(Collected data)
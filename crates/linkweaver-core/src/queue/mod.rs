//! Queue - 分析タスクのキューとワーカープール
//!
//! # 設計
//! - タスクはストアに永続化され、ワーカー同士はメモリを共有しない
//! - claim は「最古の queued を選ぶ → 条件付き更新」の 2 段階。
//!   条件付き更新が 0 行なら他のワーカーが取ったので、選び直すだけ（エラーではない）
//! - プロセス内の状態は「実行中フラグ」と「稼働ワーカー数」だけ
//!
//! # 終了条件
//! 空振りしたワーカーは `idle_backoff` だけ眠り、queued も processing も
//! 残っていなければ抜けます（`keep_warm` なら抜けずに待ち続ける）。
//! `stop()` は新しい claim を止めるだけで、処理中のタスクは最後まで走ります。

mod config;
mod pool;
mod status;

pub use self::config::PoolConfig;
pub use self::pool::{AnalysisQueue, RunPermit};
pub use self::status::{PoolReport, QueueStatus};

use async_trait::async_trait;

use crate::analyzer::AnalysisError;
use crate::domain::{AnalysisReport, AnalysisTask};

/// Work performed on a claimed task.
///
/// The processor completes the task itself; on `Err` the pool marks the task
/// failed with the error's message and moves on.
#[async_trait]
pub trait TaskProcessor: Send + Sync {
    async fn process(&self, task: &AnalysisTask) -> Result<AnalysisReport, AnalysisError>;
}
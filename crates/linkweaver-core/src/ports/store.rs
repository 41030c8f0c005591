//! Store ports - 正本（source of truth）
//!
//! ワーカー同士はメモリを共有しません。協調はすべてストアの条件付き書き込み
//! （`claim`: 「id = X かつ status = queued なら processing にする」）を経由します。
//! そのため実装は `claim` を単一のアトミック操作として提供しなければなりません。
//! 複数プロセスでワーカーを動かす場合もこの性質だけで「1 タスク 1 ワーカー」が
//! 成り立ちます。
//!
//! # 実装
//! - `impls::InMemoryStore`（同一プロセス・テスト用）
//! - `linkweaver-sqlite` クレートの `SqliteStore`

use async_trait::async_trait;
use chrono::{DateTime, Utc};

use crate::domain::{
    AnalysisTask, Document, DocumentId, LinkCandidate, LinkFilter, LinkId, LinkStatus,
    TaskCounts, TaskId,
};

/// StoreError はストア操作の失敗
#[derive(Debug, thiserror::Error)]
pub enum StoreError {
    #[error("{entity} not found: {id}")]
    NotFound { entity: &'static str, id: String },

    #[error("store backend error: {0}")]
    Backend(#[source] Box<dyn std::error::Error + Send + Sync>),

    #[error("corrupt {entity} row: {reason}")]
    Corrupt { entity: &'static str, reason: String },
}

impl StoreError {
    pub fn backend(err: impl std::error::Error + Send + Sync + 'static) -> Self {
        StoreError::Backend(Box::new(err))
    }
}

/// DocumentStore はコーパスへの読み取り（とインポート用の書き込み）
#[async_trait]
pub trait DocumentStore: Send + Sync {
    async fn get_document(&self, id: DocumentId) -> Result<Option<Document>, StoreError>;

    /// All documents in creation order.
    async fn list_documents(&self) -> Result<Vec<Document>, StoreError>;

    /// Import-time write. The analysis core never calls this.
    async fn upsert_document(&self, document: Document) -> Result<(), StoreError>;
}

/// TaskStore は AnalysisTask の状態遷移を管理
#[async_trait]
pub trait TaskStore: Send + Sync {
    /// Delete every task and every link candidate (full run reset).
    async fn reset_run(&self) -> Result<(), StoreError>;

    async fn insert_tasks(&self, tasks: Vec<AnalysisTask>) -> Result<(), StoreError>;

    /// Oldest queued task by creation order, without claiming it.
    async fn next_queued(&self) -> Result<Option<AnalysisTask>, StoreError>;

    /// Atomic `queued -> processing` guarded on the current status.
    ///
    /// `Ok(false)` means zero rows were affected: someone else claimed it.
    async fn claim(&self, id: TaskId, started_at: DateTime<Utc>) -> Result<bool, StoreError>;

    /// Single-field progress write, visible to `task_counts` immediately.
    async fn update_progress(
        &self,
        id: TaskId,
        progress: u8,
        at: DateTime<Utc>,
    ) -> Result<(), StoreError>;

    /// `processing -> completed`, progress = 100. `Ok(false)` if not processing.
    async fn complete_task(&self, id: TaskId, at: DateTime<Utc>) -> Result<bool, StoreError>;

    /// `processing -> failed` with a message. `Ok(false)` if not processing.
    async fn fail_task(
        &self,
        id: TaskId,
        error: &str,
        at: DateTime<Utc>,
    ) -> Result<bool, StoreError>;

    async fn get_task(&self, id: TaskId) -> Result<Option<AnalysisTask>, StoreError>;

    async fn task_counts(&self) -> Result<TaskCounts, StoreError>;

    /// Most recently updated first.
    async fn recent_tasks(&self, limit: usize) -> Result<Vec<AnalysisTask>, StoreError>;
}

/// LinkStore はリンク候補の作成とレビューを管理
#[async_trait]
pub trait LinkStore: Send + Sync {
    async fn link_exists(
        &self,
        source: DocumentId,
        target: DocumentId,
    ) -> Result<bool, StoreError>;

    /// `Ok(false)` when the ordered pair already has a candidate.
    async fn insert_link(&self, link: LinkCandidate) -> Result<bool, StoreError>;

    async fn get_link(&self, id: LinkId) -> Result<Option<LinkCandidate>, StoreError>;

    /// Ordered by confidence desc, then most recent first.
    async fn list_links(&self, filter: &LinkFilter) -> Result<Vec<LinkCandidate>, StoreError>;

    /// Sets status + reviewer + review time; returns the number updated.
    async fn review_links(
        &self,
        ids: &[LinkId],
        status: LinkStatus,
        reviewer: &str,
        at: DateTime<Utc>,
    ) -> Result<usize, StoreError>;
}

/// Store は 3 つのコレクションすべてを扱う正本
pub trait Store: DocumentStore + TaskStore + LinkStore {}

impl<T: DocumentStore + TaskStore + LinkStore + ?Sized> Store for T {}
//! Clock port - 時刻の抽象化
//!
//! タスクとリンク候補のタイムスタンプはすべてここから取ります。
//! テストでは FixedClock で時刻を固定・前進させます。

use std::sync::Mutex;

use chrono::{DateTime, Duration, Utc};

/// Clock は現在時刻を提供
pub trait Clock: Send + Sync {
    fn now(&self) -> DateTime<Utc>;
}

/// 本番用: システム時刻
#[derive(Debug, Clone, Copy, Default)]
pub struct SystemClock;

impl Clock for SystemClock {
    fn now(&self) -> DateTime<Utc> {
        Utc::now()
    }
}

/// テスト用: 明示的に進めない限り時刻が動かない
#[derive(Debug)]
pub struct FixedClock {
    now: Mutex<DateTime<Utc>>,
}

impl FixedClock {
    pub fn new(now: DateTime<Utc>) -> Self {
        Self {
            now: Mutex::new(now),
        }
    }

    pub fn advance(&self, by: Duration) {
        let mut now = self.now.lock().unwrap_or_else(|poisoned| poisoned.into_inner());
        *now += by;
    }
}

impl Clock for FixedClock {
    fn now(&self) -> DateTime<Utc> {
        *self.now.lock().unwrap_or_else(|poisoned| poisoned.into_inner())
    }
}

impl<C: Clock + ?Sized> Clock for std::sync::Arc<C> {
    fn now(&self) -> DateTime<Utc> {
        (**self).now()
    }
}

#[cfg(test)]
mod tests {
    use super::*;
    use chrono::TimeZone;

    #[test]
    fn fixed_clock_only_moves_when_advanced() {
        let start = Utc.with_ymd_and_hms(2024, 1, 1, 12, 0, 0).unwrap();
        let clock = FixedClock::new(start);
        assert_eq!(clock.now(), start);
        assert_eq!(clock.now(), start);

        clock.advance(Duration::seconds(5));
        assert_eq!(clock.now(), start + Duration::seconds(5));
    }
}
//! Corpus documents (read-only to the analysis core).

use chrono::{DateTime, Utc};
use serde::{Deserialize, Serialize};

use super::ids::DocumentId;

/// A corpus record. The analysis core only ever reads these.
#[derive(Debug, Clone, PartialEq, Eq, Serialize, Deserialize)]
pub struct Document {
    pub id: DocumentId,
    pub name: String,
    /// Address segment used when anchoring links to this document.
    pub slug: String,
    /// Text/HTML body. `None` documents are never analyzed or linked to.
    pub content: Option<String>,
    pub created_at: DateTime<Utc>,
    pub updated_at: DateTime<Utc>,
}

impl Document {
    pub fn new(
        id: DocumentId,
        name: impl Into<String>,
        slug: impl Into<String>,
        content: Option<String>,
        now: DateTime<Utc>,
    ) -> Self {
        Self {
            id,
            name: name.into(),
            slug: slug.into(),
            content,
            created_at: now,
            updated_at: now,
        }
    }

    /// Content, treating an empty body like a missing one.
    pub fn body(&self) -> Option<&str> {
        self.content.as_deref().filter(|c| !c.is_empty())
    }
}
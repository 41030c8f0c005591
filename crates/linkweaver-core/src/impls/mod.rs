//! Impls - 実装（開発用・テスト用）
//!
//! このモジュールには ports の実装を含めます。
//!
//! # 含まれる実装
//! - **InMemoryStore**: 単一プロセス用の正本
//! - **ScriptedClassifier**: 決め打ち応答の分類器
//!
//! # 本番用実装
//! 本番用の実装は別クレートに配置します：
//! - `linkweaver-sqlite`: SqliteStore
//! - `linkweaver-cli`: HTTP 経由の分類器

pub mod memory_store;
pub mod scripted_classifier;

pub use self::memory_store::InMemoryStore;
pub use self::scripted_classifier::ScriptedClassifier;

[Exercise instructions] Start at the first line of the data above. Stop after the line containing "pub use self::config::PoolConfig;", reproducing each line exactly and adding nothing.

[Exercise output]
filename crates/linkweaver-core/src/queue/mod.rs
//! Queue - 分析タスクのキューとワーカープール
//!
//! # 設計
//! - タスクはストアに永続化され、ワーカー同士はメモリを共有しない
//! - claim は「最古の queued を選ぶ → 条件付き更新」の 2 段階。
//!   条件付き更新が 0 行なら他のワーカーが取ったので、選び直すだけ（エラーではない）
//! - プロセス内の状態は「実行中フラグ」と「稼働ワーカー数」だけ
//!
//! # 終了条件
//! 空振りしたワーカーは `idle_backoff` だけ眠り、queued も processing も
//! 残っていなければ抜けます（`keep_warm` なら抜けずに待ち続ける）。
//! `stop()` は新しい claim を止めるだけで、処理中のタスクは最後まで走ります。

mod config;
mod pool;
mod status;

pub use self::config::PoolConfig;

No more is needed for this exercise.